» **WORK REQUEST**: Pull every line holding the string "spawn" from the records below.

###

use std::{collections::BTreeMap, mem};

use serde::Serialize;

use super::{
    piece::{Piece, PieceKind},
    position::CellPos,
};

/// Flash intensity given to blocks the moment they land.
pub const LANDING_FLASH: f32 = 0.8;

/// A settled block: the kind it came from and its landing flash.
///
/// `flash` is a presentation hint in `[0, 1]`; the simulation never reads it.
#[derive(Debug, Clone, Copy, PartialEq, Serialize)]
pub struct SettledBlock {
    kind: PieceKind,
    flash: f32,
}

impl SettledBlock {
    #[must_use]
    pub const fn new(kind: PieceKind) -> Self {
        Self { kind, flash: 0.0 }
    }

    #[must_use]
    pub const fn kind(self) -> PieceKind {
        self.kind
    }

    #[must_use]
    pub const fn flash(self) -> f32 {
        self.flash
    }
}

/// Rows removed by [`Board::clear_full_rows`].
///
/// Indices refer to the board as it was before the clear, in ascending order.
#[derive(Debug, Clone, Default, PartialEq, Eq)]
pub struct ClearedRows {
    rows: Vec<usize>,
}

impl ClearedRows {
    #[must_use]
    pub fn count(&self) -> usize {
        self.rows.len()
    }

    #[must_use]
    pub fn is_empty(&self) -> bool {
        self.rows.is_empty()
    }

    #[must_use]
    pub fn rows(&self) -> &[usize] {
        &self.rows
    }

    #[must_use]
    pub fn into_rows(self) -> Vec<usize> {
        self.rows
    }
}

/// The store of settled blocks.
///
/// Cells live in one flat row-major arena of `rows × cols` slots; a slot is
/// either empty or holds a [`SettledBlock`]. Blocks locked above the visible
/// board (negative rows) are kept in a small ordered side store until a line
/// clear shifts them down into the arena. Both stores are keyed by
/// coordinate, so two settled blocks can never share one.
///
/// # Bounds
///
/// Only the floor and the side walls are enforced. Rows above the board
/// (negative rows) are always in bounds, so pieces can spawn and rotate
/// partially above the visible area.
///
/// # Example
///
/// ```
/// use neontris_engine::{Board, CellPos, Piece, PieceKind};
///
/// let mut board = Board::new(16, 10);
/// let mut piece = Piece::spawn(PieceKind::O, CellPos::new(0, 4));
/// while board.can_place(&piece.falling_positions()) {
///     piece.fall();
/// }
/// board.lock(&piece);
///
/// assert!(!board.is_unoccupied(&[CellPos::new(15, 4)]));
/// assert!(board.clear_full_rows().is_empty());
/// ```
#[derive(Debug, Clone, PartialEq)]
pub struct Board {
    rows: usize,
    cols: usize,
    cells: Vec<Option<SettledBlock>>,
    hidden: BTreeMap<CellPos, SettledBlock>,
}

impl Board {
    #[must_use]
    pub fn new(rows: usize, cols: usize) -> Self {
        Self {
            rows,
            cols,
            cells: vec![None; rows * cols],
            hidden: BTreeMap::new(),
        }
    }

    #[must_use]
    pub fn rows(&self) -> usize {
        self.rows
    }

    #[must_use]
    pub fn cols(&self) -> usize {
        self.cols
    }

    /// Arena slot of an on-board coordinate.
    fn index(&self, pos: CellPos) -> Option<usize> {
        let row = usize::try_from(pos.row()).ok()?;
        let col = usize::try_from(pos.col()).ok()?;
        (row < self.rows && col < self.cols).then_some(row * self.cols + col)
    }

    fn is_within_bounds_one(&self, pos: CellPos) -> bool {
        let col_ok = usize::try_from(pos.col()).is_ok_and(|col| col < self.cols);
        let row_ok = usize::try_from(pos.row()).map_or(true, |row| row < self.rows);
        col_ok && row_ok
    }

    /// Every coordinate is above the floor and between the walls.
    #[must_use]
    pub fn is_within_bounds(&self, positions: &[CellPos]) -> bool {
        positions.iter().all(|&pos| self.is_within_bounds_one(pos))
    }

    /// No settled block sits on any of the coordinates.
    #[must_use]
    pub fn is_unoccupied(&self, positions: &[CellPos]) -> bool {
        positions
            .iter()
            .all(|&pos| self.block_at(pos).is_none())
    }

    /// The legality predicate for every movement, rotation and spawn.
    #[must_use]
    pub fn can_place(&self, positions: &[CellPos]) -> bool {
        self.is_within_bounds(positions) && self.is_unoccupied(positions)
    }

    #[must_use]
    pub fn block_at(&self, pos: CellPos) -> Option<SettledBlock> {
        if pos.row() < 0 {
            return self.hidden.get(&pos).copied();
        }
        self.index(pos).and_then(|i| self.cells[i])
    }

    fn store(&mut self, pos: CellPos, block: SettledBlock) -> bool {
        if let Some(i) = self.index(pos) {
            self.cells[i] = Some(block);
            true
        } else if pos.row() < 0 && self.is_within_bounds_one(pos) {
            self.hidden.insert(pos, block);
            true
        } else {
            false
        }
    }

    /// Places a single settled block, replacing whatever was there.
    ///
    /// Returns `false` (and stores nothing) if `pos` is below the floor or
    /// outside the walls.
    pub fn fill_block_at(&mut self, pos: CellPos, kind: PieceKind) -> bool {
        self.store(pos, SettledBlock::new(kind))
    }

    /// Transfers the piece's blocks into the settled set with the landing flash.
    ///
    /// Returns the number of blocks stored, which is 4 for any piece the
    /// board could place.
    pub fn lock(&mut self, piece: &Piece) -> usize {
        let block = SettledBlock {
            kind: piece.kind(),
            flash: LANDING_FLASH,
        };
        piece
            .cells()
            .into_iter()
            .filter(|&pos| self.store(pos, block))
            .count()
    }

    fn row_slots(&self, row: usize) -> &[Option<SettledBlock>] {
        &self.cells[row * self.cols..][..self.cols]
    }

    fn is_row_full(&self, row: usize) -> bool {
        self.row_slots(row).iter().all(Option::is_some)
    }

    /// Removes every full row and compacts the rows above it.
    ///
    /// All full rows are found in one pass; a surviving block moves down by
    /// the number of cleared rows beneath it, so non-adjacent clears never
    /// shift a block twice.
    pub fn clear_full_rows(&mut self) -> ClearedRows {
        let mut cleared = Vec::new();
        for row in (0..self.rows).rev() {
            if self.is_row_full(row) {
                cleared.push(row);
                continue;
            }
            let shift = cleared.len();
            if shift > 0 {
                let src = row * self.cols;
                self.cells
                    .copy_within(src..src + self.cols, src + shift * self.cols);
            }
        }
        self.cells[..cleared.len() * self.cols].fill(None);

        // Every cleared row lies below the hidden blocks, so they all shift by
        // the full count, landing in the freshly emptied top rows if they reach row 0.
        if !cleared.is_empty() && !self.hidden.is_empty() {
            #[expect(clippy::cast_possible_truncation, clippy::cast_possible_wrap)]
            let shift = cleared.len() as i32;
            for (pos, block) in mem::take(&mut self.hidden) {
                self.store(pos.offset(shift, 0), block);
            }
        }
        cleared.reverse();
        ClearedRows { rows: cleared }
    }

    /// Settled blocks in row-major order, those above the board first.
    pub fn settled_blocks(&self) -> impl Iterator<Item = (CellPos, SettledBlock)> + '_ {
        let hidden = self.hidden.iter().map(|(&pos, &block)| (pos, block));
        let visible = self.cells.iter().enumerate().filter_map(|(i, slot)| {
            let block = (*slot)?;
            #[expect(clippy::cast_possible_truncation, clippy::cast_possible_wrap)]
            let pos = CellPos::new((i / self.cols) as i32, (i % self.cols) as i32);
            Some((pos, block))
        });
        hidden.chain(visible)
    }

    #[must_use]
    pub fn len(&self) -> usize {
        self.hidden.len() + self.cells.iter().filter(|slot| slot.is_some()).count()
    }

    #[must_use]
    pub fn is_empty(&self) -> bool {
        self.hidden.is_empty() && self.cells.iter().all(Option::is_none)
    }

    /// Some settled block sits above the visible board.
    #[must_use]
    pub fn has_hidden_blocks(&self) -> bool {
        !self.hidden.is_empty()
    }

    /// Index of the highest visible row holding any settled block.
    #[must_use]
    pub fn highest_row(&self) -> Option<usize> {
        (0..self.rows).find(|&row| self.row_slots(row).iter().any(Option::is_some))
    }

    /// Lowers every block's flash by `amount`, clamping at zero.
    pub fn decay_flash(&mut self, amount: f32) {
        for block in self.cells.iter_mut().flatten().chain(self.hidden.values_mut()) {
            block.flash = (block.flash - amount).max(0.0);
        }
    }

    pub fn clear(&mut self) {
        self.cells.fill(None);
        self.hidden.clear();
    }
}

###

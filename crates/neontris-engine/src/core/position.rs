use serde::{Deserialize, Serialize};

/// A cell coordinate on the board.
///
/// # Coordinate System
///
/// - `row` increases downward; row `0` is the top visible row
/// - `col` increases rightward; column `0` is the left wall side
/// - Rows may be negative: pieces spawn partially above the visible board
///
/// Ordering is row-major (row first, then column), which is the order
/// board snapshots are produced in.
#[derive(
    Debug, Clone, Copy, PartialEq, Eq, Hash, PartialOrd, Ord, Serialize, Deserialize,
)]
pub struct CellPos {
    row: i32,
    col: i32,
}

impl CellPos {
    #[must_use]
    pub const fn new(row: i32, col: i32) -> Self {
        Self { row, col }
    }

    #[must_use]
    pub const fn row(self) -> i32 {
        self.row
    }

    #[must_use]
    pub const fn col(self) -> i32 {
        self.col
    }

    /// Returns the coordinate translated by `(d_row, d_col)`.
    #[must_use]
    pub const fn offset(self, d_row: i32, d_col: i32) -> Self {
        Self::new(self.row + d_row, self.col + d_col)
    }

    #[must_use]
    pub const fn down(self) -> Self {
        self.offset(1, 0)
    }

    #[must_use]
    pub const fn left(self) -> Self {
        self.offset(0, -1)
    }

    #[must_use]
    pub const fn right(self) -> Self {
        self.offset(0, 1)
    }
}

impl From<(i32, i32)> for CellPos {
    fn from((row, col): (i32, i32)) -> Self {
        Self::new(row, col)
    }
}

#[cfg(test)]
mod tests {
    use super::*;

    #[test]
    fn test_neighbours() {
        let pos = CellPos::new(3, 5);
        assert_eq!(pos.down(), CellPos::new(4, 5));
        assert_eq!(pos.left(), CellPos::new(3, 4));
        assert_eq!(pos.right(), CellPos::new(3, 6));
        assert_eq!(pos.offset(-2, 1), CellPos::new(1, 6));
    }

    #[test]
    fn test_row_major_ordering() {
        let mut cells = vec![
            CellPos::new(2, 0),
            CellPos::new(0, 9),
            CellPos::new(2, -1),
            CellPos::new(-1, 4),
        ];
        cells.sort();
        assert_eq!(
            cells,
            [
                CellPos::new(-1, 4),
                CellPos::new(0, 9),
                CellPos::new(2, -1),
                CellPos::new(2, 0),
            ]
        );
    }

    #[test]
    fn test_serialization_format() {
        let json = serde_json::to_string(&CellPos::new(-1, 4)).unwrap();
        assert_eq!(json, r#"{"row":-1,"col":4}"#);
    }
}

###

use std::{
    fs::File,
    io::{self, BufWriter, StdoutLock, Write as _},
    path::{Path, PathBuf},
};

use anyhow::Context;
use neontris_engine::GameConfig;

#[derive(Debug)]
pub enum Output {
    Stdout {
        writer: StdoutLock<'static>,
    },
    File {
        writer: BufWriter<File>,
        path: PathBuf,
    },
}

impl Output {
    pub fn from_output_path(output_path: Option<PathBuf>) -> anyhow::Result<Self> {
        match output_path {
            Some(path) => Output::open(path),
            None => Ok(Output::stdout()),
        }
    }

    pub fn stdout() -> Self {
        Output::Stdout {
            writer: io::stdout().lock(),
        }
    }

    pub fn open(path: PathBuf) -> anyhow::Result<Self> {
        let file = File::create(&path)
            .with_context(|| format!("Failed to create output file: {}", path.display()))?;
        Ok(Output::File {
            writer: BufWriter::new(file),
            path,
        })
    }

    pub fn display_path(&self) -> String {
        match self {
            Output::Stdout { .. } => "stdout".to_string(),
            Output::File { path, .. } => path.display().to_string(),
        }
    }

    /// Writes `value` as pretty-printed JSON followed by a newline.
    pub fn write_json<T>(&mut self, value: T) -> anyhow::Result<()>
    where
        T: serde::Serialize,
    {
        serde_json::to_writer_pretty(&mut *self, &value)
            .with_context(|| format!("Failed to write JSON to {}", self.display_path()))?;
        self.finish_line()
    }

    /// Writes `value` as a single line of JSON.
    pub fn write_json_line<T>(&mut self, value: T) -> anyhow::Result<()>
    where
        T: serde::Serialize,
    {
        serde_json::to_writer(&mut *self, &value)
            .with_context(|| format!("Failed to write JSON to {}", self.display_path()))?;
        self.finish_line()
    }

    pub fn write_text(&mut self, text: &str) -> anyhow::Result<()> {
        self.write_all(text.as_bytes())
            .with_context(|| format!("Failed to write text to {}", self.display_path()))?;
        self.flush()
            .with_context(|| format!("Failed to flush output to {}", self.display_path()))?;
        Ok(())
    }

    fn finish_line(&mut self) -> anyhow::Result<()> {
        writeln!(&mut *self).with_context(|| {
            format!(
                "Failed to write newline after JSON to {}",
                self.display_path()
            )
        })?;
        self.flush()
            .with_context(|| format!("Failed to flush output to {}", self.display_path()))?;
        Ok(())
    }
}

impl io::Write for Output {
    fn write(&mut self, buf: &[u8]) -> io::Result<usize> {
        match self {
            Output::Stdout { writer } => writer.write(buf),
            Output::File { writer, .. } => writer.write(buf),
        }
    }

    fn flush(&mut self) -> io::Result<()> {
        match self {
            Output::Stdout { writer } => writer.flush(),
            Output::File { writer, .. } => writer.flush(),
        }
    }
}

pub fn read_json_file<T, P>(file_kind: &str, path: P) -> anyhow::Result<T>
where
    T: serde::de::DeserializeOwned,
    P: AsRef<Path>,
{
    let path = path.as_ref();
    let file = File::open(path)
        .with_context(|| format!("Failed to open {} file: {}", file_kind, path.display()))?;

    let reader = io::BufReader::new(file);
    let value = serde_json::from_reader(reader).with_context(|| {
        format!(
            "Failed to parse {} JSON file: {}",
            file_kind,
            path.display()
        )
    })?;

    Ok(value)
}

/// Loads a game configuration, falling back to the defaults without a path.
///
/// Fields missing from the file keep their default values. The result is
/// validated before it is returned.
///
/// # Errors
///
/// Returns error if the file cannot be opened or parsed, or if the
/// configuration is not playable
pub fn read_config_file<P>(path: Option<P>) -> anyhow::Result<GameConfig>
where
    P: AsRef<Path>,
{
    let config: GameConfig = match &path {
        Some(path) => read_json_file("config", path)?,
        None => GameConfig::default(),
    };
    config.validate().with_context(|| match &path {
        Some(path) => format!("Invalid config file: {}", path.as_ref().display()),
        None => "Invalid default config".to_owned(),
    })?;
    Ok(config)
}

###

» **REPLY**:
/// (negative rows) are always in bounds, so pieces can spawn and rotate
/// let mut piece = Piece::spawn(PieceKind::O, CellPos::new(0, 4));
    /// The legality predicate for every movement, rotation and spawn.
/// - Rows may be negative: pieces spawn partially above the visible board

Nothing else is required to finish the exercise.